[[ Provided information, beginning ]]

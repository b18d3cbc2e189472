//! Audio output backends for the cadenza workstation.

mod cpal_backend;
mod traits;

pub use cpal_backend::CpalOutput;
pub use traits::{AudioError, AudioOutput};
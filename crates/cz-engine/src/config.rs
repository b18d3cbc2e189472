//! Engine configuration.

use std::time::Duration;

/// Tunables shared by the transport, the render thread and offline renders.
#[derive(Clone, Debug, PartialEq)]
pub struct EngineConfig {
    /// Output sample rate in Hz
    pub sample_rate: u32,
    /// Frames rendered per block by the real-time render thread
    pub block_size: usize,
    /// Cadence of the playhead poller
    pub poll_interval: Duration,
    /// Tail added after the last note for instruments without a release
    pub sampler_tail_seconds: f64,
    /// Longest offline render accepted
    pub max_render_seconds: f64,
    /// Seed for noise sources, so renders are reproducible
    pub noise_seed: u64,
}

impl Default for EngineConfig {
    fn default() -> Self {
        Self {
            sample_rate: 44_100,
            block_size: cz_ir::BLOCK_SIZE,
            poll_interval: Duration::from_millis(16),
            sampler_tail_seconds: 0.5,
            max_render_seconds: 600.0,
            noise_seed: 0x5EED,
        }
    }
}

[[ Provided information, end ]]

Required work: In how many lines of the entries does "offline" appear? Reply with only the number.

Answer to the exercise: 2